Nevada's high-school dropout rate leads some to believe that this proves faulty performance. Unfortunately, conventional wisdom and my fellow conservatives assert strongly and without merit that the cause is located within the educational system.
Any decision process that considers the collection and expenditure of massive resources through additional taxes to solve a problem without first having identified its location and the change that caused it would be an outrageous mistake and an abuse of public trust.
Shouldn't we pinpoint the exact location before wasting tax money on a deceptive and illusary target?
According to the Editorial Projects in Education Research Center, 47 percent of Nevada students graduate from high school. If we want 100 percent to graduate, the problem is that 53 percent do not graduate. However, while a step in the right direction, just having defined the problem is only the first step.
If the schools were at fault, why did 47 percent graduate in "spite" of the system?
What is the cause of the lower Nevada high school graduation rate? Where is that cause located? What was the prophetic change that preceded that cause?
Unless by chance or trial and error, no problem can be solved without finding a relevant change. The illusion that the school system has changed for the worse over the years and is the cause of the lower graduation rate is not credible. Likewise, if there were positive changes, and the problem is located in the schools, the graduation rate would have improved. Nevertheless, there is little change in the school system. The problem is located elsewhere.
Where, then, is the change that is responsible for the dropout problem?
In a March 4, 2009, commentary in the Nevada Appeal, I wrote: "Parents must be responsible for students' success. ... Many parents experience an uncomfortable feeling that their criticisms of the school system are not fully factual, not even reasonable and without empirical evidence."
For many years I have proposed that parents and government - parens patriae - are the real culprits. Over the years, escalating governmental intrusion has usurped the parental role by taking the "part of the parent." Likewise, parents have allowed it to happen, voluntarily abandoning their parental responsibilities as the rightful managers of their children's education, handing it off to a willing but hamstrung educational system.

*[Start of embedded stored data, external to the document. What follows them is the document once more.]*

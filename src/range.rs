use std::fmt;

use thiserror::Error;

use crate::metric::Metric;

#[derive(Debug, Clone, Copy, PartialEq, Eq)]
pub enum Status {
    Below,
    Within,
    Above,
}

impl Status {
    pub fn token(self) -> &'static str {
        match self {
            Status::Below => "[LOW]",
            Status::Within => "[OK]",
            Status::Above => "[HIGH]",
        }
    }
}

/// Classifies `value` against the closed interval `[low, high]`.
pub fn classify(value: f64, low: f64, high: f64) -> Status {
    if value < low {
        Status::Below
    } else if value > high {
        Status::Above
    } else {
        Status::Within
    }
}

#[derive(Debug, Error, PartialEq)]
#[error("invalid range: low {low} must be finite and below high {high}")]
pub struct InvalidRange {
    pub low: f64,
    pub high: f64,
}

#[derive(Debug, Clone, Copy, PartialEq)]
pub struct OptimalRange {
    low: f64,
    high: f64,
}

impl OptimalRange {
    pub fn new(low: f64, high: f64) -> Result<Self, InvalidRange> {
        if !low.is_finite() || !high.is_finite() || low >= high {
            return Err(InvalidRange { low, high });
        }
        Ok(Self { low, high })
    }

    pub fn low(&self) -> f64 {
        self.low
    }

    pub fn high(&self) -> f64 {
        self.high
    }

    pub fn classify(&self, value: f64) -> Status {
        classify(value, self.low, self.high)
    }
}

impl fmt::Display for OptimalRange {
    fn fmt(&self, f: &mut fmt::Formatter<'_>) -> fmt::Result {
        write!(f, "{}-{}", self.low, self.high)
    }
}

/// Optimal range per metric. Read-only once built.
#[derive(Debug, Clone, PartialEq)]
pub struct Ranges {
    pub temperature: OptimalRange,
    pub humidity: OptimalRange,
    pub co2: OptimalRange,
    pub light: OptimalRange,
}

impl Ranges {
    pub fn get(&self, metric: Metric) -> &OptimalRange {
        match metric {
            Metric::Temperature => &self.temperature,
            Metric::Humidity => &self.humidity,
            Metric::Co2 => &self.co2,
            Metric::Light => &self.light,
        }
    }
}

impl Default for Ranges {
    // Avocado: bright indirect light, moderate humidity, no frost.
    fn default() -> Self {
        Self {
            temperature: OptimalRange { low: 18.0, high: 26.0 },
            humidity: OptimalRange { low: 50.0, high: 70.0 },
            co2: OptimalRange { low: 400.0, high: 800.0 },
            light: OptimalRange { low: 2000.0, high: 10000.0 },
        }
    }
}

#[cfg(test)]
mod tests {
    use quickcheck::TestResult;
    use quickcheck_macros::quickcheck;

    use super::*;

    #[test]
    fn test_boundaries_are_within() {
        assert_eq!(classify(18.0, 18.0, 26.0), Status::Within);
        assert_eq!(classify(26.0, 18.0, 26.0), Status::Within);
        assert_eq!(classify(17.99, 18.0, 26.0), Status::Below);
        assert_eq!(classify(26.01, 18.0, 26.0), Status::Above);
    }

    #[test]
    fn test_status_tokens() {
        assert_eq!(Status::Below.token(), "[LOW]");
        assert_eq!(Status::Within.token(), "[OK]");
        assert_eq!(Status::Above.token(), "[HIGH]");
    }

    #[test]
    fn test_new_rejects_empty_or_inverted() {
        assert_eq!(
            OptimalRange::new(5.0, 5.0),
            Err(InvalidRange { low: 5.0, high: 5.0 })
        );
        assert!(OptimalRange::new(10.0, 1.0).is_err());
        assert!(OptimalRange::new(f64::NAN, 1.0).is_err());
        assert!(OptimalRange::new(0.0, f64::INFINITY).is_err());
        assert!(OptimalRange::new(0.0, 1.0).is_ok());
    }

    #[test]
    fn test_default_table_and_display() {
        let ranges = Ranges::default();
        assert_eq!(ranges.get(Metric::Temperature).to_string(), "18-26");
        assert_eq!(ranges.get(Metric::Humidity).to_string(), "50-70");
        assert_eq!(ranges.get(Metric::Co2).to_string(), "400-800");
        assert_eq!(ranges.get(Metric::Light).to_string(), "2000-10000");
    }

    #[quickcheck]
    fn prop_bounds_are_inclusive(a: f64, b: f64) -> TestResult {
        let Ok(range) = OptimalRange::new(a.min(b), a.max(b)) else {
            return TestResult::discard();
        };
        TestResult::from_bool(
            range.classify(range.low()) == Status::Within
                && range.classify(range.high()) == Status::Within,
        )
    }

    #[quickcheck]
    fn prop_outside_values_are_flagged(a: f64, b: f64) -> TestResult {
        let Ok(range) = OptimalRange::new(a.min(b), a.max(b)) else {
            return TestResult::discard();
        };
        let span = range.high() - range.low();
        let below = range.low() - span;
        let above = range.high() + span;
        if !below.is_finite() || !above.is_finite() || below == range.low() || above == range.high() {
            return TestResult::discard();
        }
        TestResult::from_bool(
            range.classify(below) == Status::Below && range.classify(above) == Status::Above,
        )
    }
}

This is a serious quandary. Can we blame parents and government usurpation as the change that caused the problem? If we apologize to the school system and transfer the blame to parents, we would be in deep trouble. Parents will become outraged. It would be like taking a government handout away from an able-bodied citizen who has become dependent upon government welfare.
Again, "Parents must be responsible for students' success" - not the school system. Parents should motivate and teach children how to learn in concert with educators, which, in turn, should provide the opportunity for the children to apply their learning skills.
We must ask the question, "What is the difference between parents who support the school system, prepare their children for school, and direct and support them throughout the educational process and those parents who do not?" Why are these students successful and the others are not? Researching the difference between these two sets of family and student characteristics will pinpoint the disparate features of those who graduate from high school and those who do not.
Such a structured approach would be a welcome alternative to a foreboding tax increase. With the data in hand and organized community participation, Nevada could, at little cost, be a shining light leading to profound excellence in the national educational environment.
• Dan Mooney of Carson City is an occasional contributor to the Nevada Appeal.